Now i try to use onboard audio on my motherboard (Realtek High Definition Audio). I've attached Realtek calibration result. Do you think it's normal?
(Btw, I'm on Windows 7.)


----------



## JohnM

Looks fine, though from the approx 180 degree phase value the card inverts its inputs so you should check the box in the REW soundcard preferences to invert the input.


----------



## Rairun

So, what did it change?


----------



## Rairun

Btw, does it look ok?:R


----------



## JohnM

Connection sketch is OK. What changed on the cal is the phase, which is now close to zero as it should be (you need to change or shift the phase axis setting to see the phase trace, it is off the top of the plot).


----------



## Rairun

How about my Windows settings?


----------



## Kenneth R.

i just want to say that you are awesome with your diagrams. very thorough! it looks good to me


----------



## JohnM

Windows settings are fine also, but if they were not the soundcard cal would not have delivered the correct result. Going through the soundcard calibration is as much about verifying everything is set up correctly as it is about correcting for the soundcard's response.


----------



## Rairun

Kenneth R. said:


> i just want to say that you are awesome with your diagrams. very thorough! it looks good to me


Hehe, thank you:bigsmile:.



JohnM said:


> Windows settings are fine also, but if they were not the soundcard cal would not have delivered the correct result. Going through the soundcard calibration is as much about verifying everything is set up correctly as it is about correcting for the soundcard's response.


Thanks very much!


----------



## Rairun

Do i have to make SPL calibration to measure the room? Because I don't have an SPL meter. I just want to see how my room response is with and without acoustic treatment. Here i just made a quick measurement with ECM8000. Does it look valid?


----------



## laser188139

You don't have to use an SPL meter to calibrate the actual SPL level. You can just set the volume adequately high and calibrate REW by saying that whatever level you have at that moment is 75dB. 

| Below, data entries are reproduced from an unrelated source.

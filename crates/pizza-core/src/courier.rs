//! # Courier Assignment Rules
//!
//! Decides which delivery person gets a new order.
//!
//! ## Eligibility
//! ```text
//! ┌─────────────────────────────────────────────────────────────────────────┐
//! │  A courier is ELIGIBLE at `now` when ALL of:                           │
//! │                                                                         │
//! │   a. is_available flag is set                                          │
//! │   b. no delivery in the last 30 minutes  (cooldown)                    │
//! │   c. no assigned order that is not DELIVERED  (one active delivery)    │
//! └─────────────────────────────────────────────────────────────────────────┘
//! ```
//!
//! ## Selection
//! ```text
//! prefix known? ──yes──► eligible AND covers prefix ──► lowest id ──► done
//!      │                            │
//!      │                        none found
//!      ▼                            ▼
//!      └──────────────► any eligible ──► lowest id ──► done
//!                                │
//!                            none found
//!                                ▼
//!                        NoEligibleCourier
//! ```
//!
//! The database layer re-checks the same predicate in a conditional
//! `UPDATE` when it claims the courier, so the choice made here is only a
//! candidate until that update succeeds.

use chrono::{DateTime, Duration, Utc};
use serde::{Deserialize, Serialize};

use crate::postal::PostalPrefix;
use crate::COURIER_COOLDOWN_MINUTES;

/// Length of the post-delivery cooldown.
#[inline]
pub fn cooldown() -> Duration {
    Duration::minutes(COURIER_COOLDOWN_MINUTES)
}

/// True once a full cooldown has passed since `delivered_at`.
///
/// At the moment of delivery itself the cooldown has not elapsed.
///
/// ```rust
/// use chrono::{Duration, TimeZone, Utc};
/// use pizza_core::courier::cooldown_elapsed;
///
/// let delivered = Utc.with_ymd_and_hms(2026, 10, 16, 18, 0, 0).unwrap();
/// assert!(!cooldown_elapsed(delivered, delivered));
/// assert!(!cooldown_elapsed(delivered, delivered + Duration::minutes(29)));
/// assert!(cooldown_elapsed(delivered, delivered + Duration::minutes(30)));
/// ```
pub fn cooldown_elapsed(delivered_at: DateTime<Utc>, now: DateTime<Utc>) -> bool {
    now - delivered_at >= cooldown()
}

/// Everything the eligibility rule needs to know about one courier.
#[derive(Debug, Clone, PartialEq, Eq, Serialize, Deserialize)]
pub struct CourierCandidate {
    pub id: i64,
    pub name: String,
    pub is_available: bool,
    /// Most recent `delivered_at` over all of the courier's orders.
    pub last_delivered_at: Option<DateTime<Utc>>,
    /// Assigned orders not yet DELIVERED.
    pub active_orders: i64,
    pub postal_prefixes: Vec<PostalPrefix>,
}

impl CourierCandidate {
    pub fn is_eligible(&self, now: DateTime<Utc>) -> bool {
        self.is_available
            && self.active_orders == 0
            && self
                .last_delivered_at
                .map_or(true, |at| cooldown_elapsed(at, now))
    }

    pub fn covers(&self, prefix: &PostalPrefix) -> bool {
        self.postal_prefixes.iter().any(|p| p == prefix)
    }
}

/// Picks the courier for a new order, or `None` when nobody is eligible.
///
/// Candidates may arrive in any order; ties always resolve to the lowest id.
pub fn select_courier<'a>(
    candidates: &'a [CourierCandidate],
    prefix: Option<&PostalPrefix>,
    now: DateTime<Utc>,
) -> Option<&'a CourierCandidate> {
    rank_couriers(candidates, prefix, now).into_iter().next()
}

/// Eligible candidates in the order they should be tried.
///
/// Area matches come first, then everyone else; within each group the
/// lowest id wins. The head of this list is the selected courier. When
/// claiming, a candidate that loses its claim is skipped for the next one.
pub fn rank_couriers<'a>(
    candidates: &'a [CourierCandidate],
    prefix: Option<&PostalPrefix>,
    now: DateTime<Utc>,
) -> Vec<&'a CourierCandidate> {
    let mut ranked: Vec<&CourierCandidate> =
        candidates.iter().filter(|c| c.is_eligible(now)).collect();
    // Area matches first, then by id
    ranked.sort_by_key(|c| (!prefix.is_some_and(|p| c.covers(p)), c.id));
    ranked
}

// =============================================================================
// Unit Tests
// =============================================================================

#[cfg(test)]
mod tests {
    use super::*;
    use chrono::TimeZone;

    fn now() -> DateTime<Utc> {
        Utc.with_ymd_and_hms(2026, 10, 16, 19, 0, 0).unwrap()
    }

    fn prefix(s: &str) -> PostalPrefix {
        PostalPrefix::parse(s).unwrap()
    }

    fn courier(id: i64, areas: &[&str]) -> CourierCandidate {
        CourierCandidate {
            id,
            name: format!("Courier {}", id),
            is_available: true,
            last_delivered_at: None,
            active_orders: 0,
            postal_prefixes: areas.iter().map(|a| prefix(a)).collect(),
        }
    }

    #[test]
    fn test_unavailable_is_not_eligible() {
        let mut c = courier(1, &[]);
        c.is_available = false;
        assert!(!c.is_eligible(now()));
    }

    #[test]
    fn test_recent_delivery_blocks() {
        let mut c = courier(1, &[]);
        c.last_delivered_at = Some(now() - Duration::minutes(29));
        assert!(!c.is_eligible(now()));

        c.last_delivered_at = Some(now() - Duration::minutes(30));
        assert!(c.is_eligible(now()));
    }

    #[test]
    fn test_active_order_blocks() {
        let mut c = courier(1, &[]);
        c.active_orders = 1;
        assert!(!c.is_eligible(now()));
    }

    #[test]
    fn test_prefers_area_match_with_lowest_id() {
        let candidates = vec![courier(3, &["6211"]), courier(1, &["6229"]), courier(2, &["6211"])];
        let chosen = select_courier(&candidates, Some(&prefix("6211")), now()).unwrap();
        assert_eq!(chosen.id, 2);
    }

    #[test]
    fn test_falls_back_to_any_eligible() {
        let candidates = vec![courier(5, &["6229"]), courier(4, &["6229"])];
        let chosen = select_courier(&candidates, Some(&prefix("6211")), now()).unwrap();
        assert_eq!(chosen.id, 4);

        let chosen = select_courier(&candidates, None, now()).unwrap();
        assert_eq!(chosen.id, 4);
    }

    #[test]
    fn test_area_match_in_cooldown_falls_back() {
        let mut local = courier(1, &["6211"]);
        local.last_delivered_at = Some(now() - Duration::minutes(5));
        let candidates = vec![local, courier(2, &["6229"])];

        let chosen = select_courier(&candidates, Some(&prefix("6211")), now()).unwrap();
        assert_eq!(chosen.id, 2);
    }

    #[test]
    fn test_none_eligible() {
        let mut busy = courier(1, &["6211"]);
        busy.active_orders = 2;
        assert!(select_courier(&[busy], Some(&prefix("6211")), now()).is_none());
        assert!(select_courier(&[], None, now()).is_none());
    }

    #[test]
    fn test_rank_puts_area_matches_first() {
        let candidates = vec![courier(1, &["6229"]), courier(3, &["6211"]), courier(2, &["6211"])];
        let ids: Vec<i64> = rank_couriers(&candidates, Some(&prefix("6211")), now())
            .iter()
            .map(|c| c.id)
            .collect();
        assert_eq!(ids, vec![2, 3, 1]);

        let ids: Vec<i64> = rank_couriers(&candidates, None, now())
            .iter()
            .map(|c| c.id)
            .collect();
        assert_eq!(ids, vec![1, 2, 3]);
    }
}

In your SPL graph, if you follow the advice in the Getting Graphs Ready to Post thread to set the vertical dimension to 45dB-105dB, it will be more informative. Also, as said there, for full range graphs, 1/3 or 1/6-octave smoothing is beneficial.

Bill


----------



## Rairun

Thank you.
For now i measure with "Use Loopback as Timing Reference" option enabled. Do you think i should continue using that method or prefer the standard method, which you calibrate the sound card once and load the calibration file?
Btw, I'd like to have some more help:
I want use REW with the purpose of demonstrating some results of the acoustic treatment in my home studio. That's for the school I'm trying to get into. First, i need to measure the entire frequency range with and without the acoustic treatment. Second, i need the waterfall plot of the low frequencies (20-200 Hz or higher? I don't know) with and without the acoustic treatment. I'm not into EQing etc.
Can you tell me the things i need to do step by step? I don't want to struggle with the buttons and features that don't concern me. (I've already been reading another measuring software's manual for hours, my mind went blank:coocoo.


----------



## laser188139

With REW v5, you need to calibrate the soundcard regardless of whether you use the left channel for timing. It's easy to do, and you only need to do it once and save the soundcard calibration file. 

You need to use the left channel for timing only if you need to compare multiple speakers using an absolute time reference, or if you are trying to verify distance/timing settings to each speaker. 

As far as what you want to look at for acoustic treatments, what little I know I have gleaned from Home Audio Acoustics forum. You might search there for REW and look for comments about waterfall and RT60, in particular about why RT60 may not be a valid measure in a home studio, while it is meaningful for large auditoriums. So far, I've personally only played with positioning and analyzing where reflections are occurring; I've not yet installed any deliberate acoustic treatments. 

Bill


----------



## CZ Eddie

Rairun, thanks for the great screenshots. I was going nuts trying to calibrate my soundcard, until I found this thread. :T

Just for reference, here are the results for my onboard Realtek High Definition soundcard on a Gigabyte motherboard.
And also a screenshot of REW settings, since that was the only thing missing in this thread. 

Btw, my cable connections were the same layout as yours. Just different equipment.


----------



## Rairun

I'm glad you benefit from the topic:wave:


----------